You also get inflation (in modern macro) if everyone thinks the price of blueberries and iPhones will go up because everyone expects inflation. You don't even have to "print money" for this to happen. As for what "money" is, well, that's a completely different -- and not understood -- story.
This came up because I saw a Bloomberg piece by
Noah Smith and a response by
Cullen Roche. It feels like the airplane on the treadmill. Noah first:
Many economists believe that if you print a lot of money, inflation will go way up. That makes sense, since usually if you increase the supply of something its value falls -- inflation is just a decrease in the value of a currency in terms of real goods and services. ... But many people now believe that the danger of hyperinflation isn’t as big as economists believed in the past. The Fed doesn’t actually control the money supply -- it’s controlled by banks. If Fed money creation is balanced out by private banks withdrawing money from the economy, then money-printing almost certainly won’t cause hyperinflation. This is exactly what has been happening in the past few years. As the Fed has created unprecedented amounts of money through asset purchases under its quantitative easing program and swelling the monetary base, the money supply has increased at a modest and steady pace ... And even if the money supply does increase, inflation still might not result -- people might spend their money less frequently, leading to muted pressure on prices. ... Hyperinflation, like a stock-market crash or a bank run, is a phenomenon that depends crucially on people’s expectations of what other people will do. If everyone thinks that no one else will spend their dollars, inflation stays low. But if some people start to believe that other folks are about to go out and spend their stockpiles of cash, they will respond by doing the same, so they can buy things before prices start to rise. That will turn inflation into a self-fulfilling prophecy. And just as with bank runs and stock market crashes, we know that expectations can shift very quickly and catastrophically. Hyperinflation is like a bank run on a national currency.

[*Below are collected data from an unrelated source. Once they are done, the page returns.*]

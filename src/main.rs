//! Gatebench CLI — sync the policy library and generate benchmark tasks.

use std::path::{Path, PathBuf};
use std::sync::Arc;

use anyhow::{Context, Result};
use clap::{Parser, Subcommand};
use tracing::{info, warn};

use gatebench::config::{self, Config};
use gatebench::library::{LibrarySync, SampleSource};
use gatebench::logging;
use gatebench::manifest::remediate::Remediator;
use gatebench::oracle::delegate::{DelegateConfig, OracleDelegate};
use gatebench::oracle::gemini::GeminiOracle;
use gatebench::pipeline::Pipeline;
use gatebench::report::RunReport;
use gatebench::task::{TaskEmitter, WaitableKinds};

/// Benchmark fixture generator for Gatekeeper policy libraries.
#[derive(Debug, Parser)]
#[command(name = "gatebench", version, about)]
struct Cli {
    /// Path to a TOML configuration file.
    #[arg(long, global = true)]
    config: Option<PathBuf>,

    #[command(subcommand)]
    command: Command,
}

#[derive(Debug, Subcommand)]
enum Command {
    /// Clone or update the upstream policy library.
    Sync,

    /// Generate benchmark tasks from the library samples.
    Generate {
        /// Skip the library sync step.
        #[arg(long)]
        no_sync: bool,

        /// Disable oracle delegation for this run.
        #[arg(long)]
        no_oracle: bool,

        /// Override the configured output directory.
        #[arg(long)]
        output: Option<PathBuf>,
    },
}

#[tokio::main]
async fn main() -> Result<()> {
    dotenvy::dotenv().ok();
    let cli = Cli::parse();
    let config =
        config::load_or_default(cli.config.as_deref()).context("failed to load configuration")?;

    match cli.command {
        Command::Sync => {
            logging::init_cli();
            sync_library(&config).await
        }
        Command::Generate {
            no_sync,
            no_oracle,
            output,
        } => {
            let out_dir = output.unwrap_or_else(|| PathBuf::from(&config.output.dir));
            let _guard = logging::init_batch(&out_dir.join("logs"))
                .context("failed to initialise logging")?;
            generate(&config, &out_dir, no_sync, no_oracle).await
        }
    }
}

async fn sync_library(config: &Config) -> Result<()> {
    let sync = LibrarySync::new(
        config.library.repo_url.clone(),
        config.library.local_dir.clone(),
        config.library.sync_timeout(),
    );
    sync.sync().await.context("library sync failed")?;
    Ok(())
}

async fn generate(config: &Config, out_dir: &Path, no_sync: bool, no_oracle: bool) -> Result<()> {
    if !no_sync {
        sync_library(config).await?;
    }

    std::fs::create_dir_all(out_dir)
        .with_context(|| format!("failed to create output directory {}", out_dir.display()))?;

    let source = SampleSource::new(
        config.library.local_dir.clone(),
        config.library.categories.clone(),
        config.library.excluded_policies.clone(),
    );
    let samples = source.discover();
    info!(count = samples.len(), "discovered samples");

    let pipeline = Pipeline::new(Remediator::default(), build_delegate(config, no_oracle));
    let emitter = TaskEmitter::new(
        out_dir,
        config.output.namespace_prefix.clone(),
        config.output.difficulty.clone(),
        WaitableKinds::default(),
    );

    // One sample start-to-finish before the next; a failed sample never
    // aborts the batch.
    let mut report = RunReport::default();
    let mut index: usize = 0;
    for case in &samples {
        let policy_id = format!("{}/{}", case.category, case.policy);
        match pipeline.prepare(case).await {
            None => report.record_skip(&policy_id, &case.sample, "no usable documents"),
            Some(prepared) => match emitter.emit(&prepared, index) {
                Ok(record) => {
                    info!(task = %record.task_name, "generated task");
                    report.record_task(record);
                    index = index.saturating_add(1);
                }
                Err(err) => {
                    warn!(policy = %policy_id, error = %err, "failed to emit task");
                    report.record_skip(&policy_id, &case.sample, format!("emit failed: {err}"));
                }
            },
        }
    }

    report
        .write(&out_dir.join("report.md"))
        .context("failed to write run report")?;
    info!(
        generated = report.generated.len(),
        skipped = report.skipped.len(),
        "generation complete"
    );
    Ok(())
}

fn build_delegate(config: &Config, no_oracle: bool) -> Option<OracleDelegate> {
    if no_oracle || !config.oracle.enabled {
        info!("oracle delegation disabled");
        return None;
    }
    let api_key = std::env::var(&config.oracle.api_key_env).unwrap_or_default();
    if api_key.is_empty() {
        warn!(
            var = %config.oracle.api_key_env,
            "API key not set; oracle delegation disabled"
        );
        return None;
    }
    let oracle = Arc::new(GeminiOracle::new(config.oracle.model.clone(), api_key));
    Some(OracleDelegate::new(
        oracle,
        DelegateConfig {
            timeout: config.oracle.timeout(),
            min_call_interval: config.oracle.min_call_interval(),
        },
    ))
}
//! Statement-level translation from a VB-style surface syntax to a C#-style
//! one, preserving exact observable behavior: side-effect ordering and
//! count, loop-bound evaluation, exception-handling order,
//! implicit-receiver scoping, and array-resize content preservation.
//!
//! Parsing, semantic analysis, and pretty-printing are external
//! collaborators. The crate is a pure function from (source statement tree,
//! semantic facts) to (target statement tree, diagnostics): feed it a
//! [`ast::vb::Unit`] or a single [`ast::vb::Procedure`] plus an
//! implementation of [`facts::SemanticFacts`], get back [`ast::cs`] nodes
//! ready for the pretty-printer and a list of structured diagnostics.
//! Constructs with no defined target analogue fail explicitly — a
//! placeholder node plus a diagnostic, never a silent best-effort guess.

pub mod span;
pub mod diagnostics;
pub mod ast;
pub mod visit;
pub mod facts;
pub mod lower;

use std::sync::Arc;
use std::sync::atomic::{AtomicBool, Ordering};

pub use diagnostics::{Diagnostic, FailureKind, TranslateError};
pub use facts::{DataFlow, FlowRange, SemanticFacts, SymbolKind, TypeRef};
pub use lower::{Lowered, LoweredMember, UnitLowered, lower_procedure, lower_unit};
pub use span::{NodeId, Span, Spanned};

/// Cooperative cancellation for unit-level translation. Checked between
/// procedure boundaries only, so a partially-lowered body is never
/// surfaced.
#[derive(Debug, Clone, Default)]
pub struct CancelToken {
    flag: Arc<AtomicBool>,
}

impl CancelToken {
    pub fn new() -> Self {
        Self::default()
    }

    pub fn cancel(&self) {
        self.flag.store(true, Ordering::Relaxed);
    }

    pub fn is_cancelled(&self) -> bool {
        self.flag.load(Ordering::Relaxed)
    }
}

Note that Noah Smith invokes both the supply and demand argument as well as the expectations argument. Increasing money supply causes the value to fall, but if money supply is expected to increase (even without a supply increase) you can still get inflation! In a sense, inflation is over-determined. He also refers to both the monetary base and M2, even though neither is really correlated with inflation directly.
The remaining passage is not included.